Zmianę w artykule 135 konstytucji poparło 233 senatorów, a trzech zagłosowało przeciw. W ciągu 15 dni zostanie ona wpisana do konstytucji, chyba że - co wydaje się mało prawdopodobne - co najmniej 10 proc. deputowanych lub senatorów zażąda zorganizowania referendum - wyjaśnia agencja AFP.

Środowe głosowanie w 264-osobowej izbie wyższej zbojkotowali senatorowie z mniejszych partii. Niektórzy w trakcie głosowania opuszczali salę.

Reformę krytykują związki zawodowe oraz lewica, domagając się referendum w tej sprawie. Obawiają się, że zmiana w konstytucji może doprowadzić m.in. do zmian w polityce socjalnej. We wtorek wieczorem tysiące ludzi w Madrycie, Barcelonie i innych miastach uczestniczyły w marszach przeciwko reformie.

Reklama

Jednak jej przyjęcie było właściwie przesądzone, ponieważ rządząca Hiszpańska Socjalistyczna Partia Robotnicza (PSOE) oraz opozycyjna Partia Ludowa (PP) zawarły porozumienie w tej sprawie. W piątek zatwierdziła ją izba niższa parlamentu, czyli Kongres Deputowanych.

Rząd Hiszpanii zdecydował się na przyjęcie reformy w trybie pilnym, aby zdążyć przed rozwiązaniem parlamentu 27 września w związku z przedterminowymi wyborami, które odbędą się 20 listopada.

Reforma konstytucji wprowadza zasadę stabilności finansowej w celu ograniczenia deficytu budżetowego.
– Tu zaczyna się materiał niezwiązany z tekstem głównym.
//! Statement parsing.
//!
//! ```text
//! Stmt     = Emit | LetStmt | AssignStmt | IfStmt | ForStmt | Expr
//! LetStmt  = ("let" | "const" | "var") Ident "=" Expr
//! Assign   = Ident ("=" | "+=") Expr
//! IfStmt   = "if" Expr Block [ "else" ( IfStmt | Block ) ]
//! ForStmt  = "for" "(" ["let"] Ident ("of" | "in") Expr ")" Block
//! Block    = "{" { Stmt | ";" } "}"
//! ```
//!
//! A block may span several code tags; literal text between them arrives as
//! `Emit` tokens and becomes part of the block body.

use stencil_lexer::TokenKind;
use stencil_types::ast::*;

use crate::parser::{ParseResult, Parser};

impl Parser {
    /// Parse a single statement.
    pub(crate) fn parse_statement(&mut self) -> ParseResult<Stmt> {
        match self.peek_kind().clone() {
            TokenKind::Emit(text) => {
                let span = self.advance().span;
                Ok(Stmt::new(StmtKind::Emit(text), span))
            }
            TokenKind::Let => self.parse_let(),
            TokenKind::If => {
                let start = self.current_span();
                let stmt = self.parse_if()?;
                Ok(Stmt::new(StmtKind::If(stmt), start.merge(self.previous_span())))
            }
            TokenKind::For => self.parse_for(),
            TokenKind::Identifier(_)
                if matches!(self.look_ahead(1), TokenKind::Eq | TokenKind::PlusEq) =>
            {
                self.parse_assign()
            }
            _ => {
                let expr = self.parse_expression()?;
                let span = expr.span;
                Ok(Stmt::new(StmtKind::Expr(expr), span))
            }
        }
    }

    fn parse_let(&mut self) -> ParseResult<Stmt> {
        let start = self.advance().span;
        let name = self.expect_identifier()?;
        self.expect(&TokenKind::Eq)?;
        let value = self.parse_expression()?;
        let span = start.merge(value.span);
        Ok(Stmt::new(StmtKind::Let { name, value }, span))
    }

    fn parse_assign(&mut self) -> ParseResult<Stmt> {
        let name = self.expect_identifier()?;
        let op = match self.advance().kind {
            TokenKind::PlusEq => AssignOp::Add,
            _ => AssignOp::Set,
        };
        let value = self.parse_expression()?;
        let span = name.span.merge(value.span);
        Ok(Stmt::new(StmtKind::Assign { name, op, value }, span))
    }

    fn parse_if(&mut self) -> ParseResult<IfStmt> {
        self.expect(&TokenKind::If)?;
        let condition = self.parse_expression()?;
        let then_body = self.parse_block()?;

        let else_branch = if self.eat_else() {
            if self.check_exact(&TokenKind::If) {
                Some(ElseBranch::ElseIf(Box::new(self.parse_if()?)))
            } else {
                Some(ElseBranch::Block(self.parse_block()?))
            }
        } else {
            None
        };

        Ok(IfStmt {
            condition,
            then_body,
            else_branch,
        })
    }

    /// Consume `else`, allowing tag boundaries (`;`) before it.
    fn eat_else(&mut self) -> bool {
        let mut n = 0;
        while self.look_ahead(n) == &TokenKind::Semicolon {
            n += 1;
        }
        if self.look_ahead(n) != &TokenKind::Else {
            return false;
        }
        for _ in 0..=n {
            self.advance();
        }
        true
    }

    fn parse_for(&mut self) -> ParseResult<Stmt> {
        let start = self.advance().span;
        self.expect(&TokenKind::LParen)?;
        self.eat(&TokenKind::Let);
        let binding = self.expect_identifier()?;
        let kind = match self.peek_kind() {
            TokenKind::Of => ForKind::Of,
            TokenKind::In => ForKind::In,
            other => {
                return Err(
                    self.error_at_current(format!("expected 'of' or 'in', got '{other}'"))
                )
            }
        };
        self.advance();
        let iterable = self.parse_expression()?;
        self.expect(&TokenKind::RParen)?;
        let body = self.parse_block()?;
        let span = start.merge(self.previous_span());
        Ok(Stmt::new(
            StmtKind::For(ForStmt {
                binding,
                kind,
                iterable,
                body,
            }),
            span,
        ))
    }

    /// Parse `{ stmt* }`.
    pub(crate) fn parse_block(&mut self) -> ParseResult<Vec<Stmt>> {
        let open = self.expect(&TokenKind::LBrace)?;
        self.enter()?;
        let mut body = Vec::new();
        loop {
            if self.eat(&TokenKind::Semicolon) {
                continue;
            }
            if self.eat(&TokenKind::RBrace) {
                break;
            }
            if self.at_end() {
                return Err(self.error_at(open.span, "unclosed block: missing '}'"));
            }
            body.push(self.parse_statement()?);
        }
        self.leave();
        Ok(body)
    }
}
Dodatkowa ustawa, która ma zostać przyjęta do 30 czerwca 2012 r., wprowadzi limit deficytu budżetowego w wysokości 0,4 proc. PKB od 2020 roku.

Limit ten będzie mógł zostać przekroczony w przypadku katastrofy naturalnej, recesji lub sytuacji nadzwyczajnej, ale jedynie za zgodą izby niższej.

Zmiany w hiszpańskiej konstytucji wzorowane są na tzw. hamulcu zadłużenia wprowadzonym w 2009 r. przez Niemcy. Mechanizm ten przewiduje, że od 1 stycznia 2016 r. deficyt budżetowy nie będzie mógł przekroczyć 0,35 proc. PKB. Wyjątkiem są klęski żywiołowe i "nadzwyczajny" kryzys gospodarczy.

Hiszpańska gospodarka została nadszarpnięta w wyniku kryzysu i załamania na rynku mieszkaniowym, a rekordowe wśród państw uprzemysłowionych bezrobocie dotyka w dużej mierze osoby z młodego pokolenia. Od dwóch lat w Hiszpanii obowiązują środki oszczędnościowe, polegające m.in. na zmniejszeniu pomocy socjalnej i obniżeniu płac urzędników.